Fue esta planilla totalmente omisa, correspondiente a junio, la que la institución, a solicitud de este medio, remitió a La Nación antes de nuestra información del miércoles 15. Si nos hubiéramos basado en ella, el público se habría quedado en ascuas. Por ello, utilizamos la información más reciente proporcionada por el Sistema Central de Recaudación (Sicere), que maneja la Caja Costarricense del Seguro Social, correspondiente a octubre del pasado año. En ella los cargos sí aparecían con sus nombres verdaderos, no con los códigos administrativos.
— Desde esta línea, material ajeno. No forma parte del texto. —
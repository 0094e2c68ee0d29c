use num_integer::Integer;

pub(crate) const GREGORIAN_MONTH_LENGTHS_NON_LEAP_YEAR: [u8; 12] =
    [31, 28, 31, 30, 31, 30, 31, 31, 30, 31, 30, 31];

/// Returns true if `year` is a leap year in the proleptic Gregorian calendar.
pub fn is_gregorian_leap_year(year: i64) -> bool {
    // Get offset into the 400-year cycle first so negative years behave.
    let year = year.mod_floor(&400);
    year % 4 == 0 && (year % 100 != 0 || year == 0)
}

/// Number of days in a Gregorian month. Returns 0 for a month outside `1..=12`.
pub fn days_in_gregorian_month(year: i64, month: u8) -> u8 {
    match month {
        2 if is_gregorian_leap_year(year) => 29,
        1..=12 => GREGORIAN_MONTH_LENGTHS_NON_LEAP_YEAR[(month - 1) as usize],
        _ => 0,
    }
}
Si la UCR, en un genuino ejercicio de apertura, hubiera divulgado la información como debe ser, obviamente habríamos usado los datos más actualizados. Aún estamos esperándolos.

El manifiesto político (más que pronunciamiento institucional) del Consejo, así como la opacidad demostrada hasta ahora por la Rectoría, demuestran que las autoridades universitarias aún deben recorrer un largo camino para asumir sus responsabilidades plenas hacia la sociedad por el uso de los recursos públicos y corregir las distorsiones que afectan su desempeño administrativo. Esperamos, además, que sus funcionarios más responsables –la mayoría– se percaten de que el peor “enemigo” de una educación superior pública de excelencia está dentro, no fuera, de la institución, incluso en sus más altas instancias colegiadas.